Photo: Courtesy of Karina Daza/Maribel Acosta

HipLatina: When did you first get the idea to write “Espíritu de León (Spirit of a Lion)”?

Karina Daza: “The seeds of this “Dreamers’ anthem” were planted after I attended the Women’s March last year. I had some mixed feelings about it — at first I felt good, especially when I heard an overwhelmingly white sea of women chanting a pro-immigration chant. But after reading up on intersectional feminism and engaging in conversations with women of color, I started to realize that many of the women who were at the March are absent at Black Lives Matter or immigration rights marches, and this began to light a fire in me. As a Latina [and] product of immigrants, I feel disconnected from these women (and many Americans) because of my personal ties with the immigration experience. I found that the best way to combat these feelings of helplessness is to encourage solidarity, and the best way I know how to do that is through music.

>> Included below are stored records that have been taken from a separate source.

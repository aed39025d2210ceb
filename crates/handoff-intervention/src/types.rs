//! Core types for the intervention broker
//!
//! Defines:
//! - Broker and intervention identifiers
//! - Request and response payloads
//! - Resolution outcomes and cancellation reasons
//! - Broker configuration and statistics

use chrono::{DateTime, Utc};
use serde::{Deserialize, Serialize};
use std::path::PathBuf;
use std::time::Duration;
use ulid::Ulid;

/// Unique broker identifier, minted once per broker
#[derive(Debug, Clone, Copy, PartialEq, Eq, PartialOrd, Ord, Hash, Serialize, Deserialize)]
pub struct BrokerId(pub Ulid);

impl BrokerId {
    /// Generate new broker ID
    #[inline]
    #[must_use]
    pub fn new() -> Self {
        Self(Ulid::new())
    }
}

impl Default for BrokerId {
    fn default() -> Self {
        Self::new()
    }
}

impl std::fmt::Display for BrokerId {
    fn fmt(&self, f: &mut std::fmt::Formatter<'_>) -> std::fmt::Result {
        write!(f, "{}", self.0)
    }
}

/// Identifier correlating a resolution with the intervention it answers.
///
/// `seq` is assigned from a per-broker counter, so the broker can tell a
/// handle it already retired from one it never issued without keeping
/// retired records around.
#[derive(Debug, Clone, Copy, PartialEq, Eq, PartialOrd, Ord, Hash, Serialize, Deserialize)]
pub struct InterventionId {
    /// Broker that issued this id
    pub broker: BrokerId,
    /// Publication sequence number within that broker
    pub seq: u64,
}

impl std::fmt::Display for InterventionId {
    fn fmt(&self, f: &mut std::fmt::Formatter<'_>) -> std::fmt::Result {
        write!(f, "{}-{}", self.broker, self.seq)
    }
}

/// Which decision is being requested.
///
/// The broker never inspects the variant; it is carried through to
/// whatever surface presents the intervention.
#[derive(Debug, Clone, PartialEq, Eq, Serialize, Deserialize)]
#[serde(tag = "type", rename_all = "snake_case")]
pub enum InterventionKind {
    /// Proceed or abort
    Confirmation,
    /// Yes or no question
    YesNo,
    /// Pick one of several options
    Choice {
        /// Options in display order
        options: Vec<String>,
    },
    /// User must fetch a file by hand and point at it
    ManualFileSelection {
        /// File name the pipeline expects
        suggested_name: String,
        /// Where the file can be obtained
        url: Option<String>,
        /// Expected content hash, if known
        expected_hash: Option<String>,
    },
    /// Notice that only needs to be dismissed
    Acknowledge,
}

impl InterventionKind {
    /// Short machine-readable label
    #[must_use]
    pub fn label(&self) -> &'static str {
        match self {
            Self::Confirmation => "confirmation",
            Self::YesNo => "yes_no",
            Self::Choice { .. } => "choice",
            Self::ManualFileSelection { .. } => "manual_file_selection",
            Self::Acknowledge => "acknowledge",
        }
    }
}

/// A request for a human decision, as built by a worker
#[derive(Debug, Clone, PartialEq, Eq, Serialize, Deserialize)]
pub struct InterventionRequest {
    /// Requested decision
    pub kind: InterventionKind,
    /// One-line summary
    pub short_description: String,
    /// Longer explanation, possibly empty
    pub extended_description: String,
}

impl InterventionRequest {
    /// Create request with a summary and no extended description
    #[must_use]
    pub fn new(kind: InterventionKind, short_description: impl Into<String>) -> Self {
        Self {
            kind,
            short_description: short_description.into(),
            extended_description: String::new(),
        }
    }

    /// Confirmation request
    #[must_use]
    pub fn confirmation(short_description: impl Into<String>) -> Self {
        Self::new(InterventionKind::Confirmation, short_description)
    }

    /// Yes/no request
    #[must_use]
    pub fn yes_no(short_description: impl Into<String>) -> Self {
        Self::new(InterventionKind::YesNo, short_description)
    }

    /// Multi-choice request
    #[must_use]
    pub fn choice<I, S>(short_description: impl Into<String>, options: I) -> Self
    where
        I: IntoIterator<Item = S>,
        S: Into<String>,
    {
        Self::new(
            InterventionKind::Choice {
                options: options.into_iter().map(Into::into).collect(),
            },
            short_description,
        )
    }

    /// With extended description
    #[inline]
    #[must_use]
    pub fn with_details(mut self, extended_description: impl Into<String>) -> Self {
        self.extended_description = extended_description.into();
        self
    }
}

/// Answer supplied by the responder
#[derive(Debug, Clone, PartialEq, Eq, Serialize, Deserialize)]
#[serde(tag = "type", content = "value", rename_all = "snake_case")]
pub enum InterventionResponse {
    /// Confirmation granted
    Confirmed,
    /// Yes/no answer
    Answer(bool),
    /// Index into the offered options
    Chosen(usize),
    /// File selected by the user
    File(PathBuf),
    /// Free text
    Text(String),
    /// Notice dismissed
    Acknowledged,
}

/// Why an intervention ended without a response
#[derive(Debug, Clone, Copy, PartialEq, Eq, Hash, Serialize, Deserialize)]
#[serde(rename_all = "snake_case")]
pub enum CancelReason {
    /// Explicit `cancel` call
    Requested,
    /// Waiter's timeout expired first
    TimedOut,
    /// Waiting worker went away
    Abandoned,
    /// Broker shut down
    Shutdown,
}

impl std::fmt::Display for CancelReason {
    fn fmt(&self, f: &mut std::fmt::Formatter<'_>) -> std::fmt::Result {
        let s = match self {
            Self::Requested => "requested",
            Self::TimedOut => "timed out",
            Self::Abandoned => "abandoned",
            Self::Shutdown => "shutdown",
        };
        f.write_str(s)
    }
}

/// Outcome observed by the waiting worker
#[derive(Debug, Clone, PartialEq, Eq, Serialize, Deserialize)]
#[serde(rename_all = "snake_case")]
pub enum Resolution {
    /// Responder supplied an answer
    Responded(InterventionResponse),
    /// No answer will come
    Cancelled(CancelReason),
}

impl Resolution {
    /// Check if this is a cancellation
    #[inline]
    #[must_use]
    pub fn is_cancelled(&self) -> bool {
        matches!(self, Self::Cancelled(_))
    }

    /// Response, if one was supplied
    #[inline]
    #[must_use]
    pub fn response(&self) -> Option<&InterventionResponse> {
        match self {
            Self::Responded(r) => Some(r),
            Self::Cancelled(_) => None,
        }
    }

    /// Consume into the response
    #[inline]
    #[must_use]
    pub fn into_response(self) -> Option<InterventionResponse> {
        match self {
            Self::Responded(r) => Some(r),
            Self::Cancelled(_) => None,
        }
    }
}

/// Effect of a `resolve` or `cancel` call
#[derive(Debug, Clone, Copy, PartialEq, Eq)]
#[must_use]
pub enum Settle {
    /// This call decided the outcome
    Applied,
    /// Another resolution got there first; nothing changed
    AlreadyHandled,
}

impl Settle {
    /// Check if this call decided the outcome
    #[inline]
    #[must_use]
    pub fn applied(self) -> bool {
        matches!(self, Self::Applied)
    }
}

/// Snapshot of a published intervention
///
/// Snapshots only exist for unhandled interventions. The live handled flag
/// is [`InterventionHandle::is_handled`](crate::InterventionHandle::is_handled)
/// or [`InterventionBroker::is_handled`](crate::InterventionBroker::is_handled).
#[derive(Debug, Clone, PartialEq, Eq, Serialize, Deserialize)]
pub struct Intervention {
    /// Correlation id
    pub id: InterventionId,
    /// What is being asked
    pub request: InterventionRequest,
    /// Publication time
    pub created_at: DateTime<Utc>,
}

impl Intervention {
    /// Requested decision kind
    #[inline]
    #[must_use]
    pub fn kind(&self) -> &InterventionKind {
        &self.request.kind
    }
}

/// Broker configuration
#[derive(Debug, Clone, PartialEq, Eq, Serialize, Deserialize)]
#[serde(default)]
pub struct BrokerConfig {
    /// Maximum number of unhandled interventions
    pub max_pending: usize,
    /// Timeout applied by `raise`, in milliseconds
    #[serde(
        rename = "default_timeout_ms",
        with = "opt_millis",
        skip_serializing_if = "Option::is_none"
    )]
    pub default_timeout: Option<Duration>,
}

impl BrokerConfig {
    /// Create default configuration
    #[inline]
    #[must_use]
    pub fn new() -> Self {
        Self::default()
    }

    /// With pending limit
    #[inline]
    #[must_use]
    pub fn with_max_pending(mut self, max: usize) -> Self {
        self.max_pending = max;
        self
    }

    /// With timeout used by `raise`
    #[inline]
    #[must_use]
    pub fn with_default_timeout(mut self, timeout: Duration) -> Self {
        self.default_timeout = Some(timeout);
        self
    }
}

impl Default for BrokerConfig {
    fn default() -> Self {
        Self {
            max_pending: 1024,
            default_timeout: None,
        }
    }
}

mod opt_millis {
    use serde::{Deserialize, Deserializer, Serializer};
    use std::time::Duration;

    pub(super) fn serialize<S>(value: &Option<Duration>, serializer: S) -> Result<S::Ok, S::Error>
    where
        S: Serializer,
    {
        match value {
            Some(d) => serializer.serialize_some(&u64::try_from(d.as_millis()).unwrap_or(u64::MAX)),
            None => serializer.serialize_none(),
        }
    }

    pub(super) fn deserialize<'de, D>(deserializer: D) -> Result<Option<Duration>, D::Error>
    where
        D: Deserializer<'de>,
    {
        Ok(Option::<u64>::deserialize(deserializer)?.map(Duration::from_millis))
    }
}

/// Broker statistics
#[derive(Debug, Clone, Default, PartialEq, Eq)]
pub struct BrokerStats {
    /// Total interventions published
    pub published: u64,
    /// Resolved with a response
    pub responded: u64,
    /// Cancelled explicitly or by shutdown
    pub cancelled: u64,
    /// Cancelled by a waiter timeout
    pub timed_out: u64,
    /// Cancelled because the waiter went away
    pub abandoned: u64,
    /// Currently unhandled
    pub pending: usize,
}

The song just wrote itself in minutes, as if it had been sitting inside me — words, melody, and all. As I was writing, I transitioned from English lyrics to Spanish ones. It just felt right, and more authentic — as if I was talking to my own family members.”

HL: Tell us about your own experience with immigration. 

KD: “As I wrote, I thought of my Ecuadorian cousins, who had to leave the U.S. after high school, even though all they wanted to do was go to engineering school here and build a better life. Writing this felt like I was talking to them… Or to my dad, if I could travel back in time. Back when my dad was in school in New York, he, his siblings, and their pregnant mother had to return to Colombia because their visa expired. His parents were in the process of applying for residency and, because his younger siblings were born in the states, they were able to come back — but not for over 2 years.”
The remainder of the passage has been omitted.